Show each line from the records below in which the word "Shell" occurs.

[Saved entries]
# # #

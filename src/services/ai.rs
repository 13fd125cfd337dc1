// otto-rs: Guided git release assistant
//
// SPDX-FileCopyrightText: 2026 Romeo Ahmed
// SPDX-License-Identifier: GPL-3.0-or-later

//! Commit message suggestions from an OpenAI-compatible chat endpoint.
//!
//! ```text
//! staged diff --truncate 15k chars--> prompt
//!      --> POST {base}/chat/completions  (response_format: json_object)
//!      --> choices[0].message.content = {"msg": "...", "desc": "..."}
//!      --> CommitSuggestion (missing fields = "")
//! ```

use futures_util::future::BoxFuture;
use reqwest::Client;
use serde::{Deserialize, Serialize};
use serde_json::Value;
use tracing::debug;

use crate::config::Config;
use crate::error::{NetworkError, OttoResult};
use crate::net::{ensure_success, global_client};
use crate::ui::text::truncate_chars;

/// Longest diff sent to the model, in characters.
pub const MAX_DIFF_CHARS: usize = 15_000;

const PROMPT_PREFIX: &str = "Analyze diff, return JSON with \"msg\" (conventional commit) and \"desc\" (technical summary):\n";

/// Suggested commit subject and longer description.
#[derive(Debug, Clone, Default, PartialEq, Eq)]
pub struct CommitSuggestion {
    pub msg: String,
    pub desc: String,
}

impl CommitSuggestion {
    /// Read `{"msg", "desc"}` from model output. Anything malformed or
    /// missing becomes an empty string.
    #[must_use]
    pub fn from_content(content: &str) -> Self {
        let value: Value = serde_json::from_str(content).unwrap_or(Value::Null);
        let field = |name: &str| {
            value
                .get(name)
                .and_then(Value::as_str)
                .unwrap_or_default()
                .trim()
                .to_string()
        };
        Self {
            msg: field("msg"),
            desc: field("desc"),
        }
    }
}

/// Produces a commit suggestion for a staged diff.
pub trait CommitGenerator: Send + Sync {
    fn generate<'a>(&'a self, diff: &'a str) -> BoxFuture<'a, OttoResult<CommitSuggestion>>;
}

/// Prompt sent for `diff`.
#[must_use]
pub fn build_prompt(diff: &str) -> String {
    format!("{PROMPT_PREFIX}{}", truncate_chars(diff, MAX_DIFF_CHARS))
}

#[derive(Serialize)]
struct ChatRequest<'a> {
    model: &'a str,
    messages: [ChatMessage<'a>; 1],
    response_format: ResponseFormat,
}

#[derive(Serialize)]
struct ChatMessage<'a> {
    role: &'a str,
    content: &'a str,
}

#[derive(Serialize)]
struct ResponseFormat {
    #[serde(rename = "type")]
    kind: &'static str,
}

#[derive(Deserialize)]
struct ChatResponse {
    #[serde(default)]
    choices: Vec<ChatChoice>,
}

#[derive(Deserialize)]
struct ChatChoice {
    message: Option<ChatChoiceMessage>,
}

#[derive(Deserialize)]
struct ChatChoiceMessage {
    #[serde(default)]
    content: Option<String>,
}

/// Chat completions client.
#[derive(Debug, Clone)]
pub struct OpenAiGenerator {
    api_key: Option<String>,
    model: String,
    endpoint: String,
    client: &'static Client,
}

impl OpenAiGenerator {
    #[must_use]
    pub fn from_config(config: &Config) -> Self {
        Self {
            api_key: config.openai_api_key.clone(),
            model: config.openai_model.clone(),
            endpoint: format!("{}/chat/completions", config.openai_base_url),
            client: global_client(),
        }
    }

    async fn request(&self, diff: &str) -> OttoResult<CommitSuggestion> {
        let api_key = self
            .api_key
            .as_deref()
            .ok_or(NetworkError::MissingCredential("OPENAI_API_KEY"))?;

        let prompt = build_prompt(diff);
        let request = ChatRequest {
            model: &self.model,
            messages: [ChatMessage {
                role: "user",
                content: &prompt,
            }],
            response_format: ResponseFormat {
                kind: "json_object",
            },
        };
        debug!(model = %self.model, chars = prompt.len(), "requesting commit message");

        let response = self
            .client
            .post(&self.endpoint)
            .bearer_auth(api_key)
            .json(&request)
            .send()
            .await
            .map_err(NetworkError::from)?;
        let body: ChatResponse = ensure_success(response)?
            .json()
            .await
            .map_err(NetworkError::from)?;

        let content = body
            .choices
            .into_iter()
            .next()
            .and_then(|choice| choice.message)
            .and_then(|message| message.content)
            .unwrap_or_default();
        Ok(CommitSuggestion::from_content(&content))
    }
}

impl CommitGenerator for OpenAiGenerator {
    fn generate<'a>(&'a self, diff: &'a str) -> BoxFuture<'a, OttoResult<CommitSuggestion>> {
        Box::pin(self.request(diff))
    }
}
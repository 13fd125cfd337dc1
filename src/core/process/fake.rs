// otto-rs: Guided git release assistant
//
// SPDX-FileCopyrightText: 2026 Romeo Ahmed
// SPDX-License-Identifier: GPL-3.0-or-later

//! Scripted [`CommandRunner`] for unit tests.
//!
//! Responses are keyed by the rendered command line (`git rev-parse HEAD`).
//! Several responses for the same command are served in order, the last one
//! repeating. Unscripted commands succeed with empty output.

use std::collections::{BTreeMap, VecDeque};
use std::path::{Path, PathBuf};
use std::sync::{Arc, Mutex, PoisonError};

use super::output::ProcessOutput;
use super::runner::{CommandRunner, command_line};
use super::shell::Shell;
use crate::error::OttoResult;

#[derive(Debug, Default)]
struct Script {
    responses: BTreeMap<String, VecDeque<ProcessOutput>>,
    calls: Vec<String>,
}

#[derive(Debug, Clone, Default)]
pub struct ScriptedRunner {
    script: Arc<Mutex<Script>>,
    cwd: PathBuf,
}

impl ScriptedRunner {
    pub fn new() -> Self {
        Self::default()
    }

    /// Runner reporting `cwd` as its working directory.
    pub fn in_dir(cwd: impl Into<PathBuf>) -> Self {
        Self {
            cwd: cwd.into(),
            ..Self::default()
        }
    }

    /// Queue a response for `command`.
    pub fn on(&self, command: &str, output: ProcessOutput) -> &Self {
        self.lock()
            .responses
            .entry(command.to_string())
            .or_default()
            .push_back(output);
        self
    }

    pub fn ok(&self, command: &str, stdout: &str) -> &Self {
        self.on(command, ProcessOutput::ok(stdout))
    }

    pub fn fail(&self, command: &str, stderr: &str) -> &Self {
        self.on(command, ProcessOutput::failed(stderr))
    }

    /// Every command line run so far, in order.
    pub fn calls(&self) -> Vec<String> {
        self.lock().calls.clone()
    }

    /// Calls that start with `prefix`.
    pub fn calls_starting_with(&self, prefix: &str) -> Vec<String> {
        self.calls()
            .into_iter()
            .filter(|call| call.starts_with(prefix))
            .collect()
    }

    pub fn shell(&self) -> Shell {
        Shell::new(Arc::new(self.clone()))
    }

    fn lock(&self) -> std::sync::MutexGuard<'_, Script> {
        self.script.lock().unwrap_or_else(PoisonError::into_inner)
    }
}

impl CommandRunner for ScriptedRunner {
    fn run(&self, program: &str, args: &[&str]) -> OttoResult<ProcessOutput> {
        let line = command_line(program, args);
        let mut script = self.lock();
        script.calls.push(line.clone());
        let output = match script.responses.get_mut(&line) {
            Some(queue) if queue.len() > 1 => queue.pop_front().unwrap_or_default(),
            Some(queue) => queue.front().cloned().unwrap_or_default(),
            None => ProcessOutput::default(),
        };
        Ok(output)
    }

    fn working_dir(&self) -> &Path {
        &self.cwd
    }
}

# # #

### [TASK OUTPUT]
use super::shell::Shell;
    pub fn shell(&self) -> Shell {
        Shell::new(Arc::new(self.clone()))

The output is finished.